BEGIN
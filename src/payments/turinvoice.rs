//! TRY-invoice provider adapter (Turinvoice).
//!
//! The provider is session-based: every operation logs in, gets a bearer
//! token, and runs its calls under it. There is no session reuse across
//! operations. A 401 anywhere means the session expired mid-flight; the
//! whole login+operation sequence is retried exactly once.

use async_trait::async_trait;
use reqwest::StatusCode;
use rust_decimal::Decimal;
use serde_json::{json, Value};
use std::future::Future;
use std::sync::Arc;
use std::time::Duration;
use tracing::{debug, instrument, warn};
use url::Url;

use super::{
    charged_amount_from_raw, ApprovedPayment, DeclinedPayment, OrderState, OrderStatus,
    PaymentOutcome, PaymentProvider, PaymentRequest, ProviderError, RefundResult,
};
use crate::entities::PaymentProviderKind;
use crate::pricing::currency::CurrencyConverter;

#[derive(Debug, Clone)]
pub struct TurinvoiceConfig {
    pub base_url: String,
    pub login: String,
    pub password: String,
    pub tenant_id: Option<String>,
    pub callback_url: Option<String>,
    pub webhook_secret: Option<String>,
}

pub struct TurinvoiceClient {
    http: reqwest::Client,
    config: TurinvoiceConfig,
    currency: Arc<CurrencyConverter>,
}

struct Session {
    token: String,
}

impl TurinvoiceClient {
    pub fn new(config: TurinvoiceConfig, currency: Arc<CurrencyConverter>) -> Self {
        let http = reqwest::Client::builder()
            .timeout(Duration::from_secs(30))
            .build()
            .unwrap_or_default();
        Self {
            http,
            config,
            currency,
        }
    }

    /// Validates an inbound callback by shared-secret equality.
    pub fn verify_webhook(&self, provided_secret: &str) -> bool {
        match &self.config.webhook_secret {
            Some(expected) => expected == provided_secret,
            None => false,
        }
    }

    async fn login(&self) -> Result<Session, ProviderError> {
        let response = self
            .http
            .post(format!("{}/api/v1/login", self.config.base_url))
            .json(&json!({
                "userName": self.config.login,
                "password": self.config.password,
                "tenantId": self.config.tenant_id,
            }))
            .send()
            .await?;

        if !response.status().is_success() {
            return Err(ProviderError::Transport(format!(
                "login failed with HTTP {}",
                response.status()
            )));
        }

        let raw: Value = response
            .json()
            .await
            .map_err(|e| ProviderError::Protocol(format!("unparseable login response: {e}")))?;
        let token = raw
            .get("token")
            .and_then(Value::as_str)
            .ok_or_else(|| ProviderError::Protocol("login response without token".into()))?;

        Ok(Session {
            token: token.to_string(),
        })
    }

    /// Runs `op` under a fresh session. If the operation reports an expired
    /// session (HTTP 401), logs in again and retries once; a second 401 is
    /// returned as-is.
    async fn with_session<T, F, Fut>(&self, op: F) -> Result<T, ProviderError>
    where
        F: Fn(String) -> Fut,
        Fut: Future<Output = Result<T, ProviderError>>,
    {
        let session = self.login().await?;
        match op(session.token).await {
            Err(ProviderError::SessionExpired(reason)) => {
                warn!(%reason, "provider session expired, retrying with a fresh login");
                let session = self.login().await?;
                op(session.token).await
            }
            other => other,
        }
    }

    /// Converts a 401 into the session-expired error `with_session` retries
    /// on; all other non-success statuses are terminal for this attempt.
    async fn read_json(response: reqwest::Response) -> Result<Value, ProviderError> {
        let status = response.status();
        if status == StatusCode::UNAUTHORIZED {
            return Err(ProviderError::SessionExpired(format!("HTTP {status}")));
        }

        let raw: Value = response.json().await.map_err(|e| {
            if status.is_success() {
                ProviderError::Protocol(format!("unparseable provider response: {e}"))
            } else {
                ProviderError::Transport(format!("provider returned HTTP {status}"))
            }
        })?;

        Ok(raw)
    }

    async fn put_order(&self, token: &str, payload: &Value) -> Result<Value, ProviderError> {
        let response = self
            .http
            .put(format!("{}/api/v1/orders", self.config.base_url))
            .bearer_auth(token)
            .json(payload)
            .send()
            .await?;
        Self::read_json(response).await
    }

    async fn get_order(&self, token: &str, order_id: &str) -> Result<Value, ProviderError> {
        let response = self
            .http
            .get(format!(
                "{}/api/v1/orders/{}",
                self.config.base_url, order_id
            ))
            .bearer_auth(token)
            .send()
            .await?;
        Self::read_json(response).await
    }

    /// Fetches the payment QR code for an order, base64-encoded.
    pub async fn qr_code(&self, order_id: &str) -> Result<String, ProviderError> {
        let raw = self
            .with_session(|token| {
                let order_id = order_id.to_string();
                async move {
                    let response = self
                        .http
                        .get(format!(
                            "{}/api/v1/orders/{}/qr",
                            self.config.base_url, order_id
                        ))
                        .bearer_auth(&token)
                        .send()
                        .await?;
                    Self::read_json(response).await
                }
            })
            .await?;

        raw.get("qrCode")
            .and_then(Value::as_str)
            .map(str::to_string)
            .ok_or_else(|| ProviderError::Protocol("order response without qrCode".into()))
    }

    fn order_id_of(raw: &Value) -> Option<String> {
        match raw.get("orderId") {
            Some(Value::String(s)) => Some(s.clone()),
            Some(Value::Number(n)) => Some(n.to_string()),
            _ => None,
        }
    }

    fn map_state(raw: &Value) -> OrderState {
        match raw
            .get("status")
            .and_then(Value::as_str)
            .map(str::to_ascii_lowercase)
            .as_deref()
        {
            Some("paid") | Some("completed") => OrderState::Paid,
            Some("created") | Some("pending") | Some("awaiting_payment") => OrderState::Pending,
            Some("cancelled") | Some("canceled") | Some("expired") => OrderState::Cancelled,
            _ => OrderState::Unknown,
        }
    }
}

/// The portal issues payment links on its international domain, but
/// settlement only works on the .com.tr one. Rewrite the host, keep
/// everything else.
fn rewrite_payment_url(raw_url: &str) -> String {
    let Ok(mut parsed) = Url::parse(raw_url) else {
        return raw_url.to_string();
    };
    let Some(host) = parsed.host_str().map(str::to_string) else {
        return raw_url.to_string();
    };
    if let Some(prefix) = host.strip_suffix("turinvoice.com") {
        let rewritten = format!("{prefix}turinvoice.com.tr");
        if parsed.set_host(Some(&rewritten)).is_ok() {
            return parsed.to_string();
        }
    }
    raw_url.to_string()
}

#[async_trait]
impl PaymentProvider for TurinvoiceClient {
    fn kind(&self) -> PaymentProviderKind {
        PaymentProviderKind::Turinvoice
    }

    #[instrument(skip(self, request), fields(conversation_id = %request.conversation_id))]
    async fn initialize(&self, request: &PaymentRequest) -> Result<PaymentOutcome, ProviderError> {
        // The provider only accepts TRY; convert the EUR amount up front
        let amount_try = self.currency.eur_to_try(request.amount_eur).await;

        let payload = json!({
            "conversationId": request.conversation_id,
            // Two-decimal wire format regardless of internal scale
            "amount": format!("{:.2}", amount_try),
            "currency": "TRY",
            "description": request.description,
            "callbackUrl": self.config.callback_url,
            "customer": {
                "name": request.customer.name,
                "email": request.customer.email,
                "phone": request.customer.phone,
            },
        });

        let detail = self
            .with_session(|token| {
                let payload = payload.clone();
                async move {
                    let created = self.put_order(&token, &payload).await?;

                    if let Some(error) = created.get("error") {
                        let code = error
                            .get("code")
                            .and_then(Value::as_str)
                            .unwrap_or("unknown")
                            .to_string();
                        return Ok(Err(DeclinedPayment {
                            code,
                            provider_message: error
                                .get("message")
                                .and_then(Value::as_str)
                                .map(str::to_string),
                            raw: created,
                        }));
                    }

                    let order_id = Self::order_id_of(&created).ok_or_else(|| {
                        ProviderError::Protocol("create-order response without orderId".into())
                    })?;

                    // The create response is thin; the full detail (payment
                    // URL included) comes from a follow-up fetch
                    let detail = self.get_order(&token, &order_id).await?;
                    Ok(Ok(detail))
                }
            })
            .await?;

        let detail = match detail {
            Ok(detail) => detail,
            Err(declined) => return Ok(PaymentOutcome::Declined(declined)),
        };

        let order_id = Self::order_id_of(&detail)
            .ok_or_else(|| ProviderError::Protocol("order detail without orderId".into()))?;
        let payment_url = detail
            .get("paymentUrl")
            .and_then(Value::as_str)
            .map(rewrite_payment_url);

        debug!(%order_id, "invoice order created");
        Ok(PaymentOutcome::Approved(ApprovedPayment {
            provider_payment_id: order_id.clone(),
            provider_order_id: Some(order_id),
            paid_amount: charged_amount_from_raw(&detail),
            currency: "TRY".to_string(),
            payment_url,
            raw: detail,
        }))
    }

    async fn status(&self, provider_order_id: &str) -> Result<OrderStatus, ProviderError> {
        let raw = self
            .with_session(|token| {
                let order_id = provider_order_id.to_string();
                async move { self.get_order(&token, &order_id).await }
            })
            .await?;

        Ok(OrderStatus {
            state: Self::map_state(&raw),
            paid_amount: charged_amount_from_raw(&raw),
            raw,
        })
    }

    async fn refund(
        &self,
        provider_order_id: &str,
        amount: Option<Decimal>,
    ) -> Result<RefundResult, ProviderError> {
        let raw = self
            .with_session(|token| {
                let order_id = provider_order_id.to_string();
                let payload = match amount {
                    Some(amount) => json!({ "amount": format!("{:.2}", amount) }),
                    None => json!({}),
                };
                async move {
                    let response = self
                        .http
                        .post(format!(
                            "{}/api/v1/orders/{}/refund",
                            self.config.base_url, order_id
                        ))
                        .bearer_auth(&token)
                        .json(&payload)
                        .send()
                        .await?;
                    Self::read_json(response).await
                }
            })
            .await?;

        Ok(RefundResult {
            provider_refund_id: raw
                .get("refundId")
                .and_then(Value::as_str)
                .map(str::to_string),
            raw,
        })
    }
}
END
**DIRECTIONS FOR THIS TASK:** Whenever the word "unparseable" shows up in a line, that line counts. Say how many lines of the data count, giving the number alone.

**TASK RESULT:** 2